I hope I reacted better than I did in the past. I told her I understood that and S. and I would still help her read her books. But it again made me sad at how that milestone is so concrete to the younger kids. They see all the praise and attention big sister is getting and know they can’t compete. C. will sit down with books and flip through them, point at the words, and make up her own stories. But she knows that isn’t really reading. She’ll get there, and then we’ll go through the same thing again with L. But I wish we could avoid those sad little responses.

Businessman’s Special

I made my first-ever visit to Cincinnati’s Great America Ballpark on Thursday to catch a Cardinals-Reds matinee. Good times all around.

We cruised down I-74 and arrived in Cincy just in time to hook up with some friends who just happened to have a pocket-full of extra tickets. I’m pretty sure you can’t beat $20 for three tickets on a day when you can pick your seat. With only about 13,000 people in attendance, we were able to sit with our friends who had front row seats down the right field line. We got some good natured hassling from an older usher, but as soon as he saw we had friends with legit tickets in his section, he began ripping his supervisors for making him check tickets on a day when the ballpark was roughly 1/4 full.

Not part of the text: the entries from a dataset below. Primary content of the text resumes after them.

// src/engine_lib/controller.rs

use glam::Vec3;
use winit::{
    event::{DeviceEvent, ElementState, MouseButton, WindowEvent},
    keyboard::{KeyCode, PhysicalKey},
    window::{CursorGrabMode, Window},
};

use crate::engine_lib::player::PlayerBody;
use crate::engine_lib::world::World;

const KEYBOARD_TURN_SPEED: f32 = 1.5;

/// Keyboard and mouse input for the demo player.
pub struct PlayerController {
    move_input: Vec3,
    yaw_input_keyboard: f32,
    pitch_input_keyboard: f32,
    jump_held: bool,
    spawn_requested: bool,

    mouse_dx_accum: f32,
    mouse_dy_accum: f32,

    pub mouse_sensitivity: f32,
    pub cursor_grabbed: bool,
}

impl PlayerController {
    pub fn new(initial_grab: bool, sensitivity: f32) -> Self {
        Self {
            move_input: Vec3::ZERO,
            yaw_input_keyboard: 0.0,
            pitch_input_keyboard: 0.0,
            jump_held: false,
            spawn_requested: false,
            mouse_dx_accum: 0.0,
            mouse_dy_accum: 0.0,
            mouse_sensitivity: sensitivity,
            cursor_grabbed: initial_grab,
        }
    }

    pub fn handle_window_event(&mut self, event: &WindowEvent, window: &Window) -> bool {
        match event {
            WindowEvent::KeyboardInput { event: key_event, .. } => {
                let pressed = key_event.state == ElementState::Pressed;
                let axis = if pressed { 1.0 } else { 0.0 };
                match key_event.physical_key {
                    PhysicalKey::Code(KeyCode::Escape) => {
                        if pressed {
                            self.toggle_cursor_grab(window);
                        }
                        true
                    }
                    PhysicalKey::Code(KeyCode::KeyE) => {
                        if pressed && !key_event.repeat {
                            self.spawn_requested = true;
                        }
                        true
                    }
                    PhysicalKey::Code(KeyCode::KeyW) => { self.move_input.z = -axis; true }
                    PhysicalKey::Code(KeyCode::KeyS) => { self.move_input.z = axis; true }
                    PhysicalKey::Code(KeyCode::KeyA) => { self.move_input.x = -axis; true }
                    PhysicalKey::Code(KeyCode::KeyD) => { self.move_input.x = axis; true }
                    PhysicalKey::Code(KeyCode::Space) => { self.jump_held = pressed; true }
                    PhysicalKey::Code(KeyCode::ArrowLeft) => { self.yaw_input_keyboard = axis; true }
                    PhysicalKey::Code(KeyCode::ArrowRight) => { self.yaw_input_keyboard = -axis; true }
                    PhysicalKey::Code(KeyCode::ArrowUp) => { self.pitch_input_keyboard = axis; true }
                    PhysicalKey::Code(KeyCode::ArrowDown) => { self.pitch_input_keyboard = -axis; true }
                    _ => false,
                }
            }
            WindowEvent::MouseInput { state, button, .. } => {
                if !self.cursor_grabbed && *state == ElementState::Pressed && *button == MouseButton::Left {
                    self.grab_cursor(window, true);
                    return true;
                }
                false
            }
            WindowEvent::Focused(focused) => {
                if !*focused && self.cursor_grabbed {
                    self.grab_cursor(window, false);
                }
                false
            }
            _ => false,
        }
    }

    pub fn handle_device_event(&mut self, event: &DeviceEvent) {
        if !self.cursor_grabbed {
            self.mouse_dx_accum = 0.0;
            self.mouse_dy_accum = 0.0;
            return;
        }
        if let DeviceEvent::MouseMotion { delta: (dx, dy) } = event {
            self.mouse_dx_accum += *dx as f32;
            self.mouse_dy_accum += *dy as f32;
        }
    }

    pub fn toggle_cursor_grab(&mut self, window: &Window) {
        self.grab_cursor(window, !self.cursor_grabbed);
    }

    fn grab_cursor(&mut self, window: &Window, grab: bool) {
        if grab == self.cursor_grabbed {
            return;
        }
        let result = if grab {
            window
                .set_cursor_grab(CursorGrabMode::Confined)
                .or_else(|_e| window.set_cursor_grab(CursorGrabMode::Locked))
        } else {
            window.set_cursor_grab(CursorGrabMode::None)
        };
        match result {
            Ok(()) => {
                window.set_cursor_visible(!grab);
                self.cursor_grabbed = grab;
                self.mouse_dx_accum = 0.0;
                self.mouse_dy_accum = 0.0;
            }
            Err(e) => log::warn!("[Controller] Could not change cursor grab: {}", e),
        }
    }

    /// One-shot: true once per press of the spawn key.
    pub fn take_spawn_request(&mut self) -> bool {
        std::mem::take(&mut self.spawn_requested)
    }

    /// Stage 1 of the frame: look, then move the body through `world`.
    pub fn apply_to_player(&mut self, player: &mut PlayerBody, dt: f32, world: &World) {
        let turn = KEYBOARD_TURN_SPEED * dt;
        let yaw_delta = self.yaw_input_keyboard * turn - self.mouse_dx_accum * self.mouse_sensitivity;
        let pitch_delta = self.pitch_input_keyboard * turn - self.mouse_dy_accum * self.mouse_sensitivity;
        self.mouse_dx_accum = 0.0;
        self.mouse_dy_accum = 0.0;

        player.look(yaw_delta, pitch_delta);
        player.step(self.move_input.normalize_or_zero(), self.jump_held, dt, world);
    }
}
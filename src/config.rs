// src/config.rs

use std::path::Path;

use serde::{Deserialize, Serialize};

use crate::engine_lib::spawner::SpawnerConfig;
use crate::engine_lib::trigger::TriggerConfig;
use crate::engine_lib::world_switch::CoordinatorConfig;
use crate::error::{PortalError, PortalResult};
use crate::rendering_lib::portal_rig::RigConfig;

/// Every recognised portal option. Missing sections fall back to their defaults.
#[derive(Clone, Debug, Default, PartialEq, Serialize, Deserialize)]
#[serde(default)]
pub struct PortalConfig {
    pub trigger: TriggerConfig,
    pub rig: RigConfig,
    pub spawner: SpawnerConfig,
    pub coordinator: CoordinatorConfig,
}

impl PortalConfig {
    pub fn from_ron_str(content: &str) -> PortalResult<Self> {
        Ok(ron::from_str(content)?)
    }

    pub fn load(path: impl AsRef<Path>) -> PortalResult<Self> {
        let path = path.as_ref();
        let content = std::fs::read_to_string(path).map_err(|source| PortalError::ConfigIo {
            path: path.to_path_buf(),
            source,
        })?;
        Self::from_ron_str(&content)
    }

    pub fn load_or_default(path: impl AsRef<Path>) -> Self {
        match Self::load(path.as_ref()) {
            Ok(config) => {
                log::info!("Loaded portal config from {}", path.as_ref().display());
                config
            }
            Err(err) => {
                log::warn!("{}; using default portal config", err);
                Self::default()
            }
        }
    }

    pub fn to_ron_string(&self) -> PortalResult<String> {
        Ok(ron::ser::to_string_pretty(self, ron::ser::PrettyConfig::default())?)
    }
}
// src/engine_lib/spawner.rs

use glam::Vec3;
use serde::{Deserialize, Serialize};

use crate::engine_lib::anchor::{AnchorId, AnchorSet};
use crate::engine_lib::pose::{facing, Pose, FORWARD, UP};
use crate::error::PortalResult;
use crate::rendering_lib::portal_rig::RigSet;

#[derive(Clone, Debug, PartialEq, Serialize, Deserialize)]
#[serde(default)]
pub struct SpawnerConfig {
    /// Offset between the base world and the parallel world.
    pub world_offset: Vec3,
    /// Horizontal distance in front of the agent.
    pub spawn_distance: f32,
    /// Added to chest height. Negative values lower the portal so it can be walked through.
    pub spawn_height_offset: f32,
    /// Height above the agent's root the placement starts from.
    pub chest_height: f32,
}

impl Default for SpawnerConfig {
    fn default() -> Self {
        Self {
            world_offset: Vec3::new(0.0, 1000.0, 0.0),
            spawn_distance: 3.0,
            spawn_height_offset: -0.15,
            chest_height: 1.0,
        }
    }
}

#[derive(Clone, Copy, Debug, PartialEq, Eq)]
pub struct SpawnedPair {
    pub a: AnchorId,
    pub b: AnchorId,
    /// Pair removed to make room for this one.
    pub replaced: Option<(AnchorId, AnchorId)>,
}

/// Places linked anchor pairs at runtime; at most one pair is active at a time.
#[derive(Debug, Default)]
pub struct PortalPairSpawner {
    pub config: SpawnerConfig,
    active: Option<(AnchorId, AnchorId)>,
}

impl PortalPairSpawner {
    pub fn new(config: SpawnerConfig) -> Self {
        Self { config, active: None }
    }

    pub fn active_pair(&self) -> Option<(AnchorId, AnchorId)> {
        self.active
    }

    /// Estimates which world `position` is in by comparing its component along the
    /// offset against half the offset's length.
    pub fn is_in_base_world(&self, position: Vec3) -> bool {
        let offset = self.config.world_offset;
        let length = offset.length();
        if length < 1e-6 {
            return true;
        }
        position.dot(offset / length) < length * 0.5
    }

    /// Placement of the local anchor: in front of the agent, facing back toward it.
    pub fn entrance_pose(&self, agent: &Pose) -> Pose {
        let origin = agent.position + UP * self.config.chest_height;
        let forward = agent.forward();
        let direction = Vec3::new(forward.x, 0.0, forward.z).try_normalize().unwrap_or(FORWARD);

        let mut position = origin + direction * self.config.spawn_distance;
        position.y = origin.y + self.config.spawn_height_offset;

        let orientation = facing(-direction).unwrap_or(agent.orientation);
        Pose::new(position, orientation)
    }

    /// Removes the previous pair, places a new one and links it symmetrically.
    pub fn spawn(&mut self, agent: &Pose, anchors: &mut AnchorSet) -> PortalResult<SpawnedPair> {
        let replaced = self.clear(anchors);

        let entrance = self.entrance_pose(agent);
        let offset = if self.is_in_base_world(agent.position) {
            self.config.world_offset
        } else {
            -self.config.world_offset
        };
        let exit = entrance.translated(offset);

        let a = anchors.insert("spawned_entrance", entrance, None);
        let b = anchors.insert("spawned_exit", exit, None);
        anchors.link_pair(a, b)?;
        self.active = Some((a, b));

        log::info!("[Spawner] Placed pair {} at {} <-> {} at {}", a, entrance.position, b, exit.position);
        Ok(SpawnedPair { a, b, replaced })
    }

    /// Wires the rendering rigs on a spawned pair, if it has any.
    pub fn link_views(&self, pair: &SpawnedPair, rigs: &mut RigSet) {
        rigs.link_pair(pair.a, pair.b);
    }

    /// Removes the active pair from `anchors`, returning its ids.
    pub fn clear(&mut self, anchors: &mut AnchorSet) -> Option<(AnchorId, AnchorId)> {
        let (a, b) = self.active.take()?;
        anchors.remove(a);
        anchors.remove(b);
        Some((a, b))
    }
}
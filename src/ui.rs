// src/ui.rs

use worldgate::engine_lib::anchor::{AnchorId, WorldId};
use worldgate::engine_lib::pose::Pose;
use worldgate::engine_lib::trigger::TriggerOutcome;

/// Snapshot of portal state shown in the overlay.
pub struct StatusInfo {
    pub current_world: Option<WorldId>,
    pub pending_load: Option<WorldId>,
    pub saved_pose: Option<Pose>,
    pub parallel_worlds: Vec<WorldId>,
    pub active_pair: Option<(AnchorId, AnchorId)>,
    pub live_targets: usize,
    pub last_trigger: TriggerOutcome,
    pub grounded: bool,
}

fn describe_outcome(outcome: &TriggerOutcome) -> String {
    match outcome {
        TriggerOutcome::Outside => "none".to_string(),
        TriggerOutcome::Filtered => "filtered by tag".to_string(),
        TriggerOutcome::Inert => "unlinked portal".to_string(),
        TriggerOutcome::Teleported(pose) => format!("teleported to {:.1}", pose.position),
        TriggerOutcome::SwitchRequested(world) => format!("switching to {}", world),
        TriggerOutcome::Absorbed => "absorbed".to_string(),
    }
}

pub fn build_ui(ctx: &egui::Context, status: &StatusInfo) {
    egui::Window::new("Portals")
        .anchor(egui::Align2::LEFT_TOP, egui::vec2(10.0, 10.0))
        .resizable(false)
        .show(ctx, |ui| {
            ui.vertical(|ui| {
                match status.current_world {
                    Some(world) => ui.label(format!("World: {}", world)),
                    None => ui.label("World: loading..."),
                };
                if let Some(pending) = status.pending_load {
                    ui.label(format!("Loading: {}", pending));
                }
                if !status.parallel_worlds.is_empty() {
                    let names: Vec<String> = status.parallel_worlds.iter().map(|w| w.to_string()).collect();
                    ui.label(format!("Parallel: {}", names.join(", ")));
                }
                match status.saved_pose {
                    Some(pose) => ui.label(format!("Saved pose: {:.1}", pose.position)),
                    None => ui.label("Saved pose: -"),
                };
                match status.active_pair {
                    Some((a, b)) => ui.label(format!("Spawned pair: {} <-> {}", a, b)),
                    None => ui.label("Spawned pair: -"),
                };
                ui.label(format!("Render targets: {}", status.live_targets));
                ui.label(format!("Last trigger: {}", describe_outcome(&status.last_trigger)));
                ui.label(if status.grounded { "On ground" } else { "Airborne" });
                ui.separator();

                ui.label("Controls:");
                ui.label("   W/A/S/D: Move");
                ui.label("   Space: Jump");
                ui.label("   Arrow Keys / Mouse: Look");
                ui.label("   E: Spawn portal pair");
                ui.label("   Escape: Grab/Ungrab Mouse Cursor");
            });
        });
}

It was an overcast and cool day, but each time the sun popped out, we toasted our good fortune for being at a major league baseball game on a weekday.

The stadium is nicer than I expected. It’s still fairly new, but was never hailed as an architectural wonder like some of the other parks that have gone up in the last 20 years. I’ve watched plenty of Reds games since we moved to Indy and never got a good feel for the park on TV. It is much more attractive in person. It is compact and has some old-timey qualities that make it feel like it’s been there forever. There are plenty of amenities, but it doesn’t feel like you’re at am amusement park. It fits Cincinnati’s personality nicely.

The game was solid, a pitchers-duel that ended with a Reds walk-off home run. I was in a mixed group with a couple Reds fans, one Cardinals fan, and a couple neutrals. Our host in the good seats is a bit of a loud mouth and was drinking liberally. Throw in his familiarity with the ballboy, security guys, and groundskeepers because of his season tickets and we had a recipe for a good time. He spent most of the day heckling the Cardinals’ right fielder, the guys in the Cardinals’ bullpen, and anyone else who he thought deserved some choice words. After the game, as the Cardinals bullpen staff was walking back to the dugout, one pitcher even stared him down and faked tossing a ball his way. We all lost it at the psych-move, which the Cardinals pitchers seemed to enjoy. Good times.

Great America was only the sixth big league park I’ve seen a game in. With the easy road trip and plenty of day games to choose from, I’m hoping to make it back again soon.